**Try it**
Look through the lines below, find those with the word "fewer", and copy them.

--- Records shown Enclosed Below ---

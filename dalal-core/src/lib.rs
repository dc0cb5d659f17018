//! dalal-core
//!
//! Core types, traits, and utilities shared across the dalal workspace.
//!
//! - `types`: quotes, daily bars, price points and forecast results.
//! - `connector`: the upstream `QuoteFeed` and `PriceSeriesProvider` traits.
//! - `registry`: tracked instruments and loose symbol resolution.
//! - `calendar`: business-day helpers used to date forecast horizons.
//! - `quotes`: turning upstream daily bars into quotes.
//!
//! Async runtime (Tokio)
//! ---------------------
//! The traits here are runtime-agnostic `async_trait`s, but the service crate
//! that drives them assumes a Tokio 1.x runtime for spawning and deadlines.
#![warn(missing_docs)]

/// Business-day calendar helpers.
pub mod calendar;
/// Upstream collaborator traits.
pub mod connector;
/// Quote construction from daily bars.
pub mod quotes;
/// Registry of tracked instruments.
pub mod registry;
/// Quotes, bars, price points and forecast results.
pub mod types;

pub use calendar::{business_days_after, is_business_day};
pub use connector::{PriceSeriesProvider, QuoteFeed};
pub use dalal_types::{DalalConfig, DalalError, ForecastConfig, ForecastStoreConfig, QuoteCacheConfig};
pub use quotes::{quote_from_bars, quotes_from_bars, round2};
pub use registry::{Listing, Registry};
pub use types::*;
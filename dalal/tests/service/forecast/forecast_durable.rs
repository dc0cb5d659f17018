use std::time::Duration;

use chrono::Utc;
use dalal::{CacheTier, ForecastOutcome};
use dalal_cache::{CachedForecast, DurableTier};
use dalal_mock::MockBehavior;
use dalal_mock::fixtures::random_walk;

use crate::helpers::{RELIANCE, builder_with, harness, quick_config};

const DAY: Duration = Duration::from_secs(24 * 60 * 60);

#[tokio::test(flavor = "multi_thread")]
async fn durable_record_survives_restart() {
    let first = harness();
    first
        .series
        .set_series(RELIANCE, MockBehavior::Return(random_walk(300, 100.0, 5)))
        .await;
    let computed = first.dalal.forecast(RELIANCE).await;
    let computed = computed.ready().expect("ready").clone();

    // a fresh process over the same directory, with an upstream that has nothing
    let (builder, _feed, series, _dir) = builder_with(quick_config());
    let restarted = builder.cache_dir(first.dir.path()).build().expect("build");

    let status = restarted.forecast_status(RELIANCE).await;
    assert_eq!(status.tier, CacheTier::Durable);
    assert!(status.cached);

    let served = restarted.forecast(RELIANCE).await;
    let served = served.ready().expect("ready");
    assert_eq!(served.symbol, computed.symbol);
    assert_eq!(served.last_date, computed.last_date);
    assert_eq!(served.computed_at, computed.computed_at);
    assert_eq!(series.total_calls().await, 0);

    assert_eq!(
        restarted.forecast_status(RELIANCE).await.tier,
        CacheTier::Fast
    );
}

#[tokio::test(flavor = "multi_thread")]
async fn stale_durable_record_is_recomputed() {
    let h = harness();
    h.series
        .set_series(RELIANCE, MockBehavior::Return(random_walk(300, 100.0, 5)))
        .await;
    let result = h.dalal.forecast(RELIANCE).await.ready().expect("ready").clone();

    let durable = DurableTier::new(h.dir.path(), DAY);
    let backdated = CachedForecast {
        result,
        written_at: Utc::now() - chrono::Duration::hours(25),
    };
    durable.store(RELIANCE, &backdated).await.expect("store");

    let (builder, _feed, series, _dir) = builder_with(quick_config());
    let restarted = builder.cache_dir(h.dir.path()).build().expect("build");
    series
        .set_series(RELIANCE, MockBehavior::Return(random_walk(300, 100.0, 6)))
        .await;

    assert_eq!(restarted.forecast_status(RELIANCE).await.tier, CacheTier::None);
    assert!(matches!(restarted.forecast(RELIANCE).await, ForecastOutcome::Ready(_)));
    assert_eq!(series.calls(RELIANCE).await, 1);

    let rewritten = durable.load(RELIANCE).await.expect("load").expect("fresh");
    assert!(rewritten.written_at > backdated.written_at);
}

#[tokio::test(flavor = "multi_thread")]
async fn corrupt_record_is_treated_as_a_miss() {
    let h = harness();
    let durable = DurableTier::new(h.dir.path(), DAY);
    std::fs::write(durable.path_for(RELIANCE), b"{ not json").expect("write");
    h.series
        .set_series(RELIANCE, MockBehavior::Return(random_walk(300, 100.0, 9)))
        .await;

    assert_eq!(h.dalal.forecast_status(RELIANCE).await.tier, CacheTier::None);
    assert!(matches!(h.dalal.forecast(RELIANCE).await, ForecastOutcome::Ready(_)));
    assert_eq!(h.series.calls(RELIANCE).await, 1);
    assert!(durable.load(RELIANCE).await.expect("valid record").is_some());
}

#[tokio::test(flavor = "multi_thread")]
async fn symbols_sharing_a_file_name_keep_their_own_forecasts() {
    let h = harness();
    h.series
        .set_series("A/B", MockBehavior::Return(random_walk(300, 100.0, 12)))
        .await;

    let computed = h.dalal.forecast("A/B").await;
    assert_eq!(computed.ready().expect("ready").symbol, "A/B");

    // a restarted instance must not serve the A/B record for A_B
    let (builder, _feed, series, _dir) = builder_with(quick_config());
    let restarted = builder.cache_dir(h.dir.path()).build().expect("build");
    assert_eq!(restarted.forecast_status("A_B").await.tier, CacheTier::None);
    assert_eq!(restarted.forecast("A_B").await, ForecastOutcome::Unavailable);
    assert_eq!(series.calls("A_B").await, 1);
    assert_eq!(restarted.forecast_status("A/B").await.tier, CacheTier::Durable);
}
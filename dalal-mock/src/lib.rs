//! Scriptable mocks for the dalal upstream traits.
//!
//! [`MockQuoteFeed`] and [`MockSeriesProvider`] defer every call to a
//! controller handle, so tests can make an upstream return data, fail, stall
//! for a while, or hang forever, and can count how often it was called.
//! [`fixtures`] generates deterministic price series and daily bars.
#![warn(missing_docs)]

mod dynamic;
pub mod fixtures;

pub use dynamic::{
    FeedController, MockBehavior, MockQuoteFeed, MockSeriesProvider, SeriesController,
};
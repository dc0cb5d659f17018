use chrono::NaiveDate;
use dalal_core::{DalalError, ForecastConfig, PricePoint};

/// Cleaned, windowed history ready for model fitting.
#[derive(Debug, Clone, PartialEq)]
pub(crate) struct Prepared {
    pub(crate) prices: Vec<f64>,
    pub(crate) last_date: NaiveDate,
    /// Daily percentage returns in percent units.
    pub(crate) returns_pct: Vec<f64>,
    pub(crate) log_returns: Vec<f64>,
}

impl Prepared {
    pub(crate) fn last_price(&self) -> f64 {
        self.prices.last().copied().unwrap_or(f64::NAN)
    }
}

/// Drop unusable observations, keep the most recent `window`, and derive returns.
///
/// Fails with [`DalalError::InsufficientHistory`] when fewer than
/// `min_observations` usable prices exist, or when the window yields fewer
/// than `min_returns` returns.
pub(crate) fn prepare(series: &[PricePoint], cfg: &ForecastConfig) -> Result<Prepared, DalalError> {
    let clean: Vec<&PricePoint> = series
        .iter()
        .filter(|p| p.price.is_finite() && p.price > 0.0)
        .collect();
    if clean.len() < cfg.min_observations {
        return Err(DalalError::InsufficientHistory {
            have: clean.len(),
            need: cfg.min_observations,
        });
    }

    let windowed = &clean[clean.len().saturating_sub(cfg.window)..];
    let prices: Vec<f64> = windowed.iter().map(|p| p.price).collect();
    let last_date = match windowed.last() {
        Some(p) => p.date,
        None => {
            return Err(DalalError::InsufficientHistory {
                have: 0,
                need: cfg.min_observations.max(1),
            });
        }
    };

    let returns_pct: Vec<f64> = prices
        .windows(2)
        .map(|w| (w[1] / w[0] - 1.0) * 100.0)
        .collect();
    let log_returns: Vec<f64> = prices.windows(2).map(|w| (w[1] / w[0]).ln()).collect();
    if log_returns.len() < cfg.min_returns {
        return Err(DalalError::InsufficientHistory {
            have: log_returns.len(),
            need: cfg.min_returns,
        });
    }

    Ok(Prepared {
        prices,
        last_date,
        returns_pct,
        log_returns,
    })
}
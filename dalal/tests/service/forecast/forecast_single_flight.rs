use std::sync::Arc;
use std::time::Duration;

use dalal::ForecastOutcome;
use dalal_mock::MockBehavior;
use dalal_mock::fixtures::random_walk;

use crate::helpers::{RELIANCE, harness};

#[tokio::test(flavor = "multi_thread", worker_threads = 4)]
async fn concurrent_requests_share_one_computation() {
    let h = harness();
    h.series
        .set_series(
            RELIANCE,
            MockBehavior::Delay(Duration::from_millis(300), random_walk(300, 100.0, 7)),
        )
        .await;

    let tasks = (0..8).map(|i| {
        let dalal = h.dalal.clone();
        // mix spellings; they all canonicalise to the same key
        let symbol = if i % 2 == 0 { "RELIANCE" } else { "reliance.ns" };
        tokio::spawn(async move { dalal.forecast(symbol).await })
    });
    let outcomes: Vec<ForecastOutcome> = futures::future::join_all(tasks)
        .await
        .into_iter()
        .map(|r| r.expect("task"))
        .collect();

    let first = outcomes[0].ready().expect("ready").clone();
    for outcome in &outcomes {
        let r = outcome.ready().expect("ready");
        assert!(Arc::ptr_eq(r, &first));
    }
    assert_eq!(h.series.calls(RELIANCE).await, 1);
    assert_eq!(first.symbol, RELIANCE);
    assert_eq!(first.display_name, "Reliance Industries");
    assert_eq!(first.trend.len(), 30);
    assert_eq!(first.volatility.len(), 30);
}

#[tokio::test(flavor = "multi_thread")]
async fn cached_forecast_is_served_without_recompute() {
    let h = harness();
    h.series
        .set_series(RELIANCE, MockBehavior::Return(random_walk(300, 100.0, 11)))
        .await;

    let first = h.dalal.forecast("OILGAS_RELIANCE").await;
    let again = h.dalal.forecast("RELIANCE").await;
    assert!(Arc::ptr_eq(
        first.ready().expect("ready"),
        again.ready().expect("ready")
    ));
    assert_eq!(h.series.calls(RELIANCE).await, 1);
}

#[tokio::test(flavor = "multi_thread")]
async fn slow_computation_answers_pending_then_completes() {
    let mut cfg = crate::helpers::quick_config();
    cfg.store.lock_wait_timeout = Some(Duration::from_millis(100));
    let owned = crate::helpers::harness_with(cfg);
    let h = &owned;
    h.series
        .set_series(
            RELIANCE,
            MockBehavior::Delay(Duration::from_millis(600), random_walk(300, 100.0, 3)),
        )
        .await;

    assert_eq!(h.dalal.forecast(RELIANCE).await, ForecastOutcome::Pending);
    let status = h.dalal.forecast_status(RELIANCE).await;
    assert!(status.computing);
    assert!(!status.cached);

    // a second caller queues on the lock and also gives up in time
    assert_eq!(h.dalal.forecast(RELIANCE).await, ForecastOutcome::Pending);

    let done = crate::helpers::eventually(Duration::from_secs(10), move || async move {
        h.dalal.forecast_status(RELIANCE).await.cached
    })
    .await;
    assert!(done);
    assert!(crate::helpers::eventually(Duration::from_secs(1), move || async move {
        !h.dalal.forecast_status(RELIANCE).await.computing
    })
    .await);

    assert!(matches!(h.dalal.forecast(RELIANCE).await, ForecastOutcome::Ready(_)));
    assert_eq!(h.series.calls(RELIANCE).await, 1);
    assert!(dalal_cache::DurableTier::new(h.dir.path(), Duration::from_secs(3600))
        .path_for(RELIANCE)
        .exists());
}
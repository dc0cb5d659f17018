//! Dalal serves live quotes and cached price forecasts for a market dashboard.
//!
//! Overview
//! - Quotes: a stale-while-revalidate snapshot of every tracked instrument.
//!   Reads never wait on the network; a stale read starts one background
//!   refresh (single-flight) that tries a bulk fetch and falls back to small
//!   batches, each under its own deadline.
//! - Forecasts: three-model forecasts from `dalal-forecast`, cached in a fast
//!   in-process tier and a durable per-symbol tier. A per-symbol lock makes
//!   sure concurrent requests for the same symbol trigger one computation.
//! - Rankings: annualised return, volatility and Sharpe ratio per instrument,
//!   plus background prewarming of the best-ranked forecasts.
//!
//! Key behaviors and trade-offs
//! - A refresh that yields nothing keeps the previous snapshot; it stays stale
//!   and the next read retries.
//! - Waiting on a peer's computation is bounded by `lock_wait_timeout`; expiry
//!   answers [`ForecastOutcome::Pending`] while the computation continues and
//!   fills both tiers.
//! - Only insufficient history produces [`ForecastOutcome::Unavailable`];
//!   model fit failures degrade single series and are listed in
//!   `ForecastResult::fallbacks`.
//!
//! Examples
//! ```rust,ignore
//! use std::sync::Arc;
//! use dalal::{Dalal, ForecastOutcome};
//!
//! let dalal = Dalal::builder()
//!     .quote_feed(feed)
//!     .price_series(history)
//!     .cache_dir("data/forecast_cache")
//!     .build()?;
//!
//! dalal.warmup().await;
//! let view = dalal.quotes(false);
//! if let ForecastOutcome::Ready(f) = dalal.forecast("reliance").await {
//!     println!("{} {:?}", f.symbol, f.direction);
//! }
//! ```
//!
//! See `dalal/examples/` for a runnable demonstration.
#![warn(missing_docs)]

pub(crate) mod core;
mod forecast;
mod quotes;
mod rankings;

pub use core::{Dalal, DalalBuilder};
pub use forecast::{ForecastOutcome, ForecastStatus};
pub use quotes::{QuoteSnapshot, QuotesView};

pub use dalal_core::{
    ArimaOrder, CacheTier, DailyBar, DalalConfig, DalalError, Direction, ForecastConfig,
    ForecastPoint, ForecastResult, ForecastStoreConfig, Listing, ModelFallback, ModelKind,
    PriceSeriesProvider, PricePoint, Provenance, Quote, QuoteCacheConfig, QuoteFeed, Registry,
};
pub use dalal_forecast::{ForecastEngine, RiskMetrics};
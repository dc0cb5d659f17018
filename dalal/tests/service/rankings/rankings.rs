use dalal::{CacheTier, DalalError, PricePoint};
use dalal_mock::MockBehavior;
use dalal_mock::fixtures::{random_walk, trending_series};

use crate::helpers::{INFY, RELIANCE, TCS, harness};

const HDFCBANK: &str = "HDFCBANK";
const WIPRO: &str = "WIPRO";

/// A seeded random walk tilted by `drift` per day.
fn drifting(n: usize, seed: u64, drift: f64) -> Vec<PricePoint> {
    random_walk(n, 100.0, seed)
        .into_iter()
        .enumerate()
        .map(|(i, p)| PricePoint::new(p.date, p.price * (1.0 + drift).powi(i as i32)))
        .collect()
}

async fn seed_universe(h: &crate::helpers::Harness) {
    h.series
        .set_series(HDFCBANK, MockBehavior::Return(drifting(300, 1, 0.004)))
        .await;
    h.series
        .set_series(RELIANCE, MockBehavior::Return(drifting(300, 2, 0.0)))
        .await;
    h.series
        .set_series(WIPRO, MockBehavior::Return(drifting(300, 3, -0.004)))
        .await;
    h.series
        .set_series(TCS, MockBehavior::Return(trending_series(80, 3000.0, 0.001)))
        .await;
    h.series
        .set_series(INFY, MockBehavior::Fail(DalalError::upstream("mock-series", "gone")))
        .await;
}

#[tokio::test]
async fn rankings_order_by_sharpe_and_skip_thin_histories() {
    let h = harness();
    seed_universe(&h).await;

    let ranked = h.dalal.risk_rankings().await;
    let symbols: Vec<&str> = ranked.iter().map(|m| m.symbol.as_str()).collect();
    assert_eq!(symbols, vec![HDFCBANK, RELIANCE, WIPRO]);
    assert!(ranked.windows(2).all(|w| w[0].sharpe >= w[1].sharpe));

    let best = &ranked[0];
    assert_eq!(best.name, "HDFC Bank");
    assert_eq!(best.sector, "Finance");
    assert!(best.annual_return_pct > 0.0);
    assert!(best.volatility_pct > 0.0);
    assert!(ranked[2].annual_return_pct < 0.0);

    // every listing is asked once
    assert_eq!(h.series.total_calls().await, h.dalal.registry().len());
}

#[tokio::test(flavor = "multi_thread")]
async fn prewarm_fills_the_cache_for_the_best_ranked() {
    let h = harness();
    seed_universe(&h).await;

    h.dalal.prewarm_top(2).await.expect("prewarm task");

    assert_eq!(h.dalal.forecast_status(HDFCBANK).await.tier, CacheTier::Fast);
    assert_eq!(h.dalal.forecast_status(RELIANCE).await.tier, CacheTier::Fast);
    assert_eq!(h.dalal.forecast_status(WIPRO).await.tier, CacheTier::None);
    // one call for the rankings, one for the forecast
    assert_eq!(h.series.calls(HDFCBANK).await, 2);
    assert_eq!(h.series.calls(WIPRO).await, 1);
}

#[tokio::test(flavor = "multi_thread")]
async fn prewarm_skips_symbols_already_cached() {
    let h = harness();
    seed_universe(&h).await;
    let before = h.dalal.forecast(HDFCBANK).await;
    assert!(before.ready().is_some());

    h.dalal.prewarm_top(1).await.expect("prewarm task");

    let after = h.dalal.forecast(HDFCBANK).await;
    assert!(std::sync::Arc::ptr_eq(
        before.ready().expect("ready"),
        after.ready().expect("ready")
    ));
    assert_eq!(h.series.calls(HDFCBANK).await, 2);
    assert_eq!(h.dalal.forecast_status(RELIANCE).await.tier, CacheTier::None);
}
use std::collections::HashMap;
use std::time::{Duration, Instant};

use dalal::DailyBar;
use dalal_mock::MockBehavior;
use dalal_mock::fixtures::epoch;

use crate::helpers::{UNIVERSE, harness, tickers};

/// Bars where the `i`-th ticker moves `i - 15` percent on a 100 close.
fn spread_bars() -> HashMap<String, Vec<DailyBar>> {
    let next = dalal_core::business_days_after(epoch(), 1)[0];
    tickers()
        .into_iter()
        .enumerate()
        .map(|(i, t)| {
            let close = 100.0 + i as f64 - 15.0;
            let bar = |date, c: f64| DailyBar {
                date,
                open: c - 0.5,
                high: c + 1.0,
                low: c - 1.0,
                close: c,
                volume: Some(5_000 + i as u64),
            };
            (t, vec![bar(epoch(), 100.0), bar(next, close)])
        })
        .collect()
}

#[tokio::test]
async fn movers_rank_by_percent_change() {
    let h = harness();
    h.feed.set_default(MockBehavior::Return(spread_bars())).await;
    assert_eq!(h.dalal.warmup().await, UNIVERSE);

    let (gainers, losers) = h.dalal.market_movers(3);
    let up: Vec<&str> = gainers.iter().map(|q| q.symbol.as_str()).collect();
    let down: Vec<&str> = losers.iter().map(|q| q.symbol.as_str()).collect();
    assert_eq!(up, vec!["ADANIPORTS", "TECHM", "ULTRACEMCO"]);
    assert_eq!(down, vec!["RELIANCE", "TCS", "HDFCBANK"]);

    let top = &gainers[0];
    assert!((top.change_pct - 14.0).abs() < 1e-9);
    assert_eq!(top.name, "Adani Ports & SEZ");
    assert_eq!(top.sector, "Services");
    assert_eq!(top.open, Some(113.5));
    assert_eq!(top.high, Some(115.0));
    assert_eq!(top.low, Some(113.0));
    assert_eq!(top.volume, 5_029);
    assert!((losers[0].change_pct + 15.0).abs() < 1e-9);
}

#[tokio::test]
async fn movers_are_capped_by_the_snapshot() {
    let h = harness();
    h.feed.set_default(MockBehavior::Return(spread_bars())).await;
    h.dalal.warmup().await;

    let (gainers, losers) = h.dalal.market_movers(50);
    assert_eq!(gainers.len(), UNIVERSE);
    assert_eq!(losers.len(), UNIVERSE);
    assert!(gainers.windows(2).all(|w| w[0].change_pct >= w[1].change_pct));
    assert!(losers.windows(2).all(|w| w[0].change_pct <= w[1].change_pct));
    assert_eq!(h.dalal.market_movers(0), (Vec::new(), Vec::new()));
}

#[tokio::test(flavor = "multi_thread")]
async fn movers_never_wait_on_the_feed() {
    let h = harness();
    h.feed.set_default(MockBehavior::Hang).await;

    let started = Instant::now();
    let (gainers, losers) = h.dalal.market_movers(10);
    assert!(started.elapsed() < Duration::from_millis(200));
    assert!(gainers.is_empty() && losers.is_empty());
    assert!(h.dalal.is_refreshing());
}
//! Dalal-specific configuration primitives and the shared error type.
#![warn(missing_docs)]

mod config;
mod error;

pub use config::{DalalConfig, ForecastConfig, ForecastStoreConfig, QuoteCacheConfig};
pub use error::DalalError;
use std::sync::Arc;
use std::time::{Duration, Instant};

use dalal::DalalError;
use dalal_mock::MockBehavior;

use crate::helpers::{UNIVERSE, eventually, harness, harness_with, quick_config};

#[tokio::test(flavor = "multi_thread")]
async fn read_returns_immediately_while_feed_hangs() {
    let mut cfg = quick_config();
    cfg.quotes.bulk_timeout = Duration::from_secs(60);
    let owned = harness_with(cfg);
    let h = &owned;
    h.feed.set_default(MockBehavior::Hang).await;

    let started = Instant::now();
    let first = h.dalal.quotes(false);
    assert!(started.elapsed() < Duration::from_millis(200));
    assert!(first.snapshot.is_empty());
    assert!(first.refresh_started);
    assert!(first.refreshing);

    // a second stale read neither waits nor starts another refresh
    let second = h.dalal.quotes(false);
    assert!(!second.refresh_started);
    assert!(second.refreshing);
    assert!(started.elapsed() < Duration::from_millis(400));

    assert!(eventually(Duration::from_secs(2), move || async move { h.feed.call_count().await == 1 }).await);
    tokio::time::sleep(Duration::from_millis(50)).await;
    assert_eq!(h.feed.call_count().await, 1);
}

#[tokio::test(flavor = "multi_thread")]
async fn forced_refreshes_collapse_into_one() {
    let owned = harness();
    let h = &owned;
    h.feed
        .set_default(MockBehavior::Delay(
            Duration::from_millis(200),
            dalal_mock::fixtures::bars_for(&crate::helpers::tickers()),
        ))
        .await;

    let views: Vec<_> = (0..5).map(|_| h.dalal.quotes(true)).collect();
    assert_eq!(views.iter().filter(|v| v.refresh_started).count(), 1);

    assert!(eventually(Duration::from_secs(3), move || async move { !h.dalal.is_refreshing() }).await);
    assert_eq!(h.feed.call_count().await, 1);
    assert_eq!(h.dalal.quotes(false).snapshot.len(), UNIVERSE);
}

#[tokio::test(flavor = "multi_thread")]
async fn failed_refresh_keeps_previous_snapshot() {
    let owned = harness();
    let h = &owned;
    assert_eq!(h.dalal.warmup().await, UNIVERSE);
    let before = h.dalal.quotes(false).snapshot;

    h.feed
        .set_default(MockBehavior::Fail(DalalError::upstream("mock-feed", "down")))
        .await;
    let view = h.dalal.quotes(true);
    assert!(view.refresh_started);
    assert!(Arc::ptr_eq(&view.snapshot, &before));

    assert!(eventually(Duration::from_secs(3), move || async move { !h.dalal.is_refreshing() }).await);
    let after = h.dalal.quotes(false).snapshot;
    assert!(Arc::ptr_eq(&after, &before));
    // warmup, then one bulk and three batches for the failed refresh
    assert_eq!(h.feed.call_count().await, 5);
}

#[tokio::test(flavor = "multi_thread")]
async fn failed_warmup_leaves_empty_snapshot() {
    let h = harness();
    h.feed
        .set_default(MockBehavior::Fail(DalalError::upstream("mock-feed", "down")))
        .await;
    assert_eq!(h.dalal.warmup().await, 0);
    assert!(!h.dalal.is_refreshing());
    assert!(h.dalal.quote("RELIANCE").is_none());
}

--- End of Enclosed Records shown ---

**Result for this task**
/// Fails with [`DalalError::InsufficientHistory`] when fewer than
/// `min_observations` usable prices exist, or when the window yields fewer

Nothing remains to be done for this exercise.